To: combjelly who wrote (282450)3/29/2006 9:09:55 PM
From: longnshort  Read Replies (2) | Respond to of 1573430
 
By 9:30 AM John Farrar, a scuba diver with the Edgartown Rescue Squad had arrived. Accoding to the police report, Mr. Farrar found the rear passenger window broken out. Sticking his head inside, he saw the body of a young woman. Her face was tilted upward, pressed into the footwell of the upside-down car. Her hands gripped the backseat, holding her in that position. Farrar reported that the woman's body still floated at the top of the car as he pulled her out, suggesting to him that she still had some air in her body. He felt that, in his experience, if there had been no air, the body would have sunk. As soon as he touched the woman, Farrar knew she was dead. Rigor mortis had already set in. By ten o'clock that morning, the body was out of the car and on dry land. (Kennedy had YET to report the accident.)

"Her head was in the floorboards where the last bit of air would have been," Mr. Farrar reported. "It appears to me that she was holding herself up in that air to get the last bit of air. She would have been very conscious after the crash to get in that position to breathe the last pocket of air. There was no air pocket in the car when I arrived, but she could have been alive a good while after the car went off the bridge. If I had been called immediately after the accident, I think there's a good chance the girl could have been saved."

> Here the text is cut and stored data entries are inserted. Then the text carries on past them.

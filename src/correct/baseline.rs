//! Flatten a trace against its own smooth trend.
//!
//! Useful for periodic responses (rings, MZIs) where the fiber/grating-coupler
//! envelope should be removed without a separate reference measurement.

use crate::domain::{CorrectionResult, Trace};
use crate::error::AnalysisError;
use crate::math::trend;

/// Subtract a degree-`fit_order` trend from the trace.
///
/// The flattened curve is shifted by `max(trend) - max(power)` so that its
/// level stays tied to the input peak.
pub fn baseline_correction(trace: &Trace, fit_order: usize) -> Result<CorrectionResult, AnalysisError> {
    let fit_curve = trend(&trace.wavelength, &trace.power, fit_order)?;

    let offset = max_value(&fit_curve) - max_value(&trace.power);
    let corrected_power = trace
        .power
        .iter()
        .zip(&fit_curve)
        .map(|(p, f)| p - f + offset)
        .collect();

    Ok(CorrectionResult {
        corrected_power,
        fit_curve,
    })
}

pub(crate) fn max_value(values: &[f64]) -> f64 {
    values.iter().copied().fold(f64::NEG_INFINITY, f64::max)
}

#[cfg(test)]
mod tests {
    use super::*;
    use crate::domain::BASELINE_FIT_ORDER;

    fn axis(n: usize) -> Vec<f64> {
        (0..n).map(|i| 1500.0 + 0.1 * i as f64).collect()
    }

    #[test]
    fn flat_input_stays_flat_with_zero_offset() {
        let wl = axis(100);
        let trace = Trace::new(wl, vec![-12.5; 100]).unwrap();
        let out = baseline_correction(&trace, BASELINE_FIT_ORDER).unwrap();

        for f in &out.fit_curve {
            assert!((f + 12.5).abs() < 1e-9);
        }
        // Trend equals the input and the peak offset is zero: nothing remains.
        for c in &out.corrected_power {
            assert!(c.abs() < 1e-9, "{c}");
        }
    }

    #[test]
    fn quartic_trend_is_removed() {
        let wl = axis(401);
        let m = crate::math::mean(&wl);
        let ripple: Vec<f64> = (0..401).map(|i| 0.3 * (i as f64 * 0.9).sin()).collect();
        let power: Vec<f64> = wl
            .iter()
            .zip(&ripple)
            .map(|(&w, r)| {
                let u = (w - m) / 20.0;
                -6.0 - 4.0 * u * u + 0.5 * u.powi(4) + r
            })
            .collect();
        let trace = Trace::new(wl, power.clone()).unwrap();
        let out = baseline_correction(&trace, BASELINE_FIT_ORDER).unwrap();

        // What is left is the ripple, shifted by a constant.
        let shift = out.corrected_power[0] - ripple[0];
        for (c, r) in out.corrected_power.iter().zip(&ripple) {
            assert!((c - r - shift).abs() < 0.05, "{c} vs {r}");
        }
        let expected_shift = max_value(&out.fit_curve) - max_value(&power);
        assert!((shift - expected_shift).abs() < 0.05);
    }

    #[test]
    fn short_trace_is_rejected() {
        let trace = Trace::new(axis(4), vec![0.0; 4]).unwrap();
        let err = baseline_correction(&trace, BASELINE_FIT_ORDER).unwrap_err();
        assert!(matches!(err, AnalysisError::InsufficientData { needed: 5, got: 4, .. }));
    }
}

"Cause of Death" by Cyril Wecht, M.D., J.D.



To: combjelly who wrote (282450)3/30/2006 6:38:40 AM
From: Road Walker  Respond to of 1573430
 
Americans at "tipping point" about energy-poll By Lisa Lambert
Thu Mar 30, 12:29 AM ET


Americans are nearly as worried about their country's dependence on foreign energy sources as they are about the war in Iraq, a poll released by the magazine Foreign Affairs showed on Thursday.

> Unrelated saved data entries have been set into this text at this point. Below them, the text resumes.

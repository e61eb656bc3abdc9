//! Least squares solver.
//!
//! Every fit in this crate reduces to a small dense problem of the form:
//!
//! ```text
//! minimize Σ (y_i - x_i^T β)^2
//! ```
//!
//! with a tall design matrix (hundreds to thousands of wavelength samples,
//! at most nine columns).
//!
//! Implementation choices:
//! - SVD rather than QR: nalgebra's `QR::solve` is intended for square systems
//!   and will panic for non-square matrices.
//! - Singular values below `s_max · max(rows, cols) · ε` are truncated, the
//!   same relative cutoff LAPACK-style polynomial fitters use. Rank-deficient
//!   problems therefore get the minimum-norm solution instead of exploding.

use nalgebra::{DMatrix, DVector};

/// Solve a least squares problem using SVD.
///
/// Returns `None` if the design matrix is empty/zero or the solution is not finite.
pub fn solve_least_squares(x: &DMatrix<f64>, y: &DVector<f64>) -> Option<DVector<f64>> {
    let svd = x.clone().svd(true, true);

    let s_max = svd.singular_values.max();
    if !(s_max.is_finite() && s_max > 0.0) {
        return None;
    }

    let rcond = x.nrows().max(x.ncols()) as f64 * f64::EPSILON;
    let beta = svd.solve(y, s_max * rcond).ok()?;

    beta.iter().all(|v| v.is_finite()).then_some(beta)
}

Almost half of the 1,000 Americans surveyed for the Public Agenda Confidence in U.S. Foreign Policy Index gave U.S. policymakers a failing grade in weaning the country from foreign oil.

Nearly 90 percent said the lack of energy independence jeopardizes national security.

Public Agenda, a nonpartisan group, conducted the poll in early January with funding from the Ford Foundation. It said that Americans are at a "tipping point" on energy, akin to their state of mind about the war.

Daniel Yankelovich, chairman of Public Agenda, said the public reaches a "tipping point" when it is gravely worried about an issue and believes the government has the ability to change matters. When the index was first published in August 2005, only the Iraq war triggered a similar response, he said.

"This time we find that a second issue has reached a tipping point, which is energy independence, and you have a very strong increase in the number of Americans who are intensely worried about the problem," Yankelovich said in a conference call.

"Now with this issue having reached the tipping point in the public I think that that means the political complexion of that issue is about to change considerably," he added.

In the latest survey, 85 percent of respondents said the U.S. government could do something about energy dependence if it tried. The share of those who worried foreign conflicts will drive up oil prices or cut off supplies rose to 55 percent from 42 percent in the August poll.

Since the August index was published, the U.S. energy chessboard has been rearranged by a broad energy reform law going into effect, a two-hurricane punch that shut in domestic oil production, sudden spikes in oil prices spurred by geopolitics, and record oil company profits.

While energy independence is certainly on citizens' minds, the index found that the war in Iraq remains their leading international concern.

Their least pressing international issue was promoting democracy abroad, with only one out of five participants saying they considered the activity "very important."